◆ Problem to work on ◆
The records below must be transcribed exactly.
►
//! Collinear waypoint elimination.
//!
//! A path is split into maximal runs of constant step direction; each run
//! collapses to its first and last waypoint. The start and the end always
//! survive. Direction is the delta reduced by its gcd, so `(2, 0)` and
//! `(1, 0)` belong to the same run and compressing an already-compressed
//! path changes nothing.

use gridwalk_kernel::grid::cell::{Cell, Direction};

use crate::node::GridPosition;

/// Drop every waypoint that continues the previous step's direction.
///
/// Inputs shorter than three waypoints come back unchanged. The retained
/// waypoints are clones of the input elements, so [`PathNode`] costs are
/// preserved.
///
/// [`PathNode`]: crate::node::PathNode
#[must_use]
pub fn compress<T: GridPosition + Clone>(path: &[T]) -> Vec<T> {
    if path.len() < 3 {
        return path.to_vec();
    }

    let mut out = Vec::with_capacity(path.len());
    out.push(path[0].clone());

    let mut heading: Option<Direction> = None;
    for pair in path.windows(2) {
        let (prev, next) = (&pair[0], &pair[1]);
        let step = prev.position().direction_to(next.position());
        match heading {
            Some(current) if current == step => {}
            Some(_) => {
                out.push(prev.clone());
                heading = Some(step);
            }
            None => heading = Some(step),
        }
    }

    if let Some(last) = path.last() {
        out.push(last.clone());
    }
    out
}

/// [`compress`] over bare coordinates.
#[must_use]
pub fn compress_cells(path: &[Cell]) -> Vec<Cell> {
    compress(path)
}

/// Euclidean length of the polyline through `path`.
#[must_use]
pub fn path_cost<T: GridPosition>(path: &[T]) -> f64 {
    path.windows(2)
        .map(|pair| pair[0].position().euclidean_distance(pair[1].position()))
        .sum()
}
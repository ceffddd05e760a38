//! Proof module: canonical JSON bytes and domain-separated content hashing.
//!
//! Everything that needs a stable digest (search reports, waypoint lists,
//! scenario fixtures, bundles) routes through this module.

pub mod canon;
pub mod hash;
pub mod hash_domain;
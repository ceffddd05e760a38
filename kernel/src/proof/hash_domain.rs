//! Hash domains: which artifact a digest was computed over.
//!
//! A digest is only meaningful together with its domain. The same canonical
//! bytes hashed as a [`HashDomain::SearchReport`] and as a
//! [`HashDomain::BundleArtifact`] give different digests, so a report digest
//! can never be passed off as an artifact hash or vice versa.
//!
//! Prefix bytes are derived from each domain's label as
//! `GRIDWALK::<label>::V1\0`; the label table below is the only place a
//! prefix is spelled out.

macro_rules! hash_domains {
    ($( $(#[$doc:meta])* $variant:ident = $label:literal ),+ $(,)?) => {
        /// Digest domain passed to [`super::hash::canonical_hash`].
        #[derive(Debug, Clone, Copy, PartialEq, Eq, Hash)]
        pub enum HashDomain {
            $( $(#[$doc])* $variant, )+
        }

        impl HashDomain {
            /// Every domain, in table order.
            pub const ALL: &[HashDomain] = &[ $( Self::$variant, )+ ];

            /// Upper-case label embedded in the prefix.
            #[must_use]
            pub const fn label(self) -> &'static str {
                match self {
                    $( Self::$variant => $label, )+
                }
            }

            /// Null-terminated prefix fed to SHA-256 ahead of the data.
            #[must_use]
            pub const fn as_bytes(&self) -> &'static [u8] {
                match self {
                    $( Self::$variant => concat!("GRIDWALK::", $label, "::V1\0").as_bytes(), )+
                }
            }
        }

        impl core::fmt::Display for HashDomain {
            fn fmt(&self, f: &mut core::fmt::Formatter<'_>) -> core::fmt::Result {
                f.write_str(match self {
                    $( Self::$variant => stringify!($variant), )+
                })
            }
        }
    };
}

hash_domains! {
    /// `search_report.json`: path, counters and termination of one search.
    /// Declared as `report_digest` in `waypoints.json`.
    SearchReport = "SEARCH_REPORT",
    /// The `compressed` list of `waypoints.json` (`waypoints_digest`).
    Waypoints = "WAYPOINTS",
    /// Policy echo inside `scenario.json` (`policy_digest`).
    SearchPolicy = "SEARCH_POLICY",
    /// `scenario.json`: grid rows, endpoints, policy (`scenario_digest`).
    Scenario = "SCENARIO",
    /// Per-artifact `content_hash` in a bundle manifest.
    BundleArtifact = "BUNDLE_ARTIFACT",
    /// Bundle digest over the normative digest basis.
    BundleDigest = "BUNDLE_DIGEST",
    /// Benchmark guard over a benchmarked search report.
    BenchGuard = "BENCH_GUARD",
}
◄
◆ The answer ◆
//! Collinear waypoint elimination.
//!
//! A path is split into maximal runs of constant step direction; each run
//! collapses to its first and last waypoint. The start and the end always
//! survive. Direction is the delta reduced by its gcd, so `(2, 0)` and
//! `(1, 0)` belong to the same run and compressing an already-compressed
//! path changes nothing.

use gridwalk_kernel::grid::cell::{Cell, Direction};

use crate::node::GridPosition;

/// Drop every waypoint that continues the previous step's direction.
///
/// Inputs shorter than three waypoints come back unchanged. The retained
/// waypoints are clones of the input elements, so [`PathNode`] costs are
/// preserved.
///
/// [`PathNode`]: crate::node::PathNode
#[must_use]
pub fn compress<T: GridPosition + Clone>(path: &[T]) -> Vec<T> {
    if path.len() < 3 {
        return path.to_vec();
    }

    let mut out = Vec::with_capacity(path.len());
    out.push(path[0].clone());

    let mut heading: Option<Direction> = None;
    for pair in path.windows(2) {
        let (prev, next) = (&pair[0], &pair[1]);
        let step = prev.position().direction_to(next.position());
        match heading {
            Some(current) if current == step => {}
            Some(_) => {
                out.push(prev.clone());
                heading = Some(step);
            }
            None => heading = Some(step),
        }
    }

    if let Some(last) = path.last() {
        out.push(last.clone());
    }
    out
}

/// [`compress`] over bare coordinates.
#[must_use]
pub fn compress_cells(path: &[Cell]) -> Vec<Cell> {
    compress(path)
}

/// Euclidean length of the polyline through `path`.
#[must_use]
pub fn path_cost<T: GridPosition>(path: &[T]) -> f64 {
    path.windows(2)
        .map(|pair| pair[0].position().euclidean_distance(pair[1].position()))
        .sum()
}
repository ceffddd05e760a38
//! Proof module: canonical JSON bytes and domain-separated content hashing.
//!
//! Everything that needs a stable digest (search reports, waypoint lists,
//! scenario fixtures, bundles) routes through this module.

pub mod canon;
pub mod hash;
pub mod hash_domain;
repository ceffddd05e760a38
filename kernel/src/proof/hash_domain.rs
//! Hash domains: which artifact a digest was computed over.
//!
//! A digest is only meaningful together with its domain. The same canonical
//! bytes hashed as a [`HashDomain::SearchReport`] and as a
//! [`HashDomain::BundleArtifact`] give different digests, so a report digest
//! can never be passed off as an artifact hash or vice versa.
//!
//! Prefix bytes are derived from each domain's label as
//! `GRIDWALK::<label>::V1\0`; the label table below is the only place a
//! prefix is spelled out.

macro_rules! hash_domains {
    ($( $(#[$doc:meta])* $variant:ident = $label:literal ),+ $(,)?) => {
        /// Digest domain passed to [`super::hash::canonical_hash`].
        #[derive(Debug, Clone, Copy, PartialEq, Eq, Hash)]
        pub enum HashDomain {
            $( $(#[$doc])* $variant, )+
        }

        impl HashDomain {
            /// Every domain, in table order.
            pub const ALL: &[HashDomain] = &[ $( Self::$variant, )+ ];

            /// Upper-case label embedded in the prefix.
            #[must_use]
            pub const fn label(self) -> &'static str {
                match self {
                    $( Self::$variant => $label, )+
                }
            }

            /// Null-terminated prefix fed to SHA-256 ahead of the data.
            #[must_use]
            pub const fn as_bytes(&self) -> &'static [u8] {
                match self {
                    $( Self::$variant => concat!("GRIDWALK::", $label, "::V1\0").as_bytes(), )+
                }
            }
        }

        impl core::fmt::Display for HashDomain {
            fn fmt(&self, f: &mut core::fmt::Formatter<'_>) -> core::fmt::Result {
                f.write_str(match self {
                    $( Self::$variant => stringify!($variant), )+
                })
            }
        }
    };
}

hash_domains! {
    /// `search_report.json`: path, counters and termination of one search.
    /// Declared as `report_digest` in `waypoints.json`.
    SearchReport = "SEARCH_REPORT",
    /// The `compressed` list of `waypoints.json` (`waypoints_digest`).
    Waypoints = "WAYPOINTS",
    /// Policy echo inside `scenario.json` (`policy_digest`).
    SearchPolicy = "SEARCH_POLICY",
    /// `scenario.json`: grid rows, endpoints, policy (`scenario_digest`).
    Scenario = "SCENARIO",
    /// Per-artifact `content_hash` in a bundle manifest.
    BundleArtifact = "BUNDLE_ARTIFACT",
    /// Bundle digest over the normative digest basis.
    BundleDigest = "BUNDLE_DIGEST",
    /// Benchmark guard over a benchmarked search report.
    BenchGuard = "BENCH_GUARD",
}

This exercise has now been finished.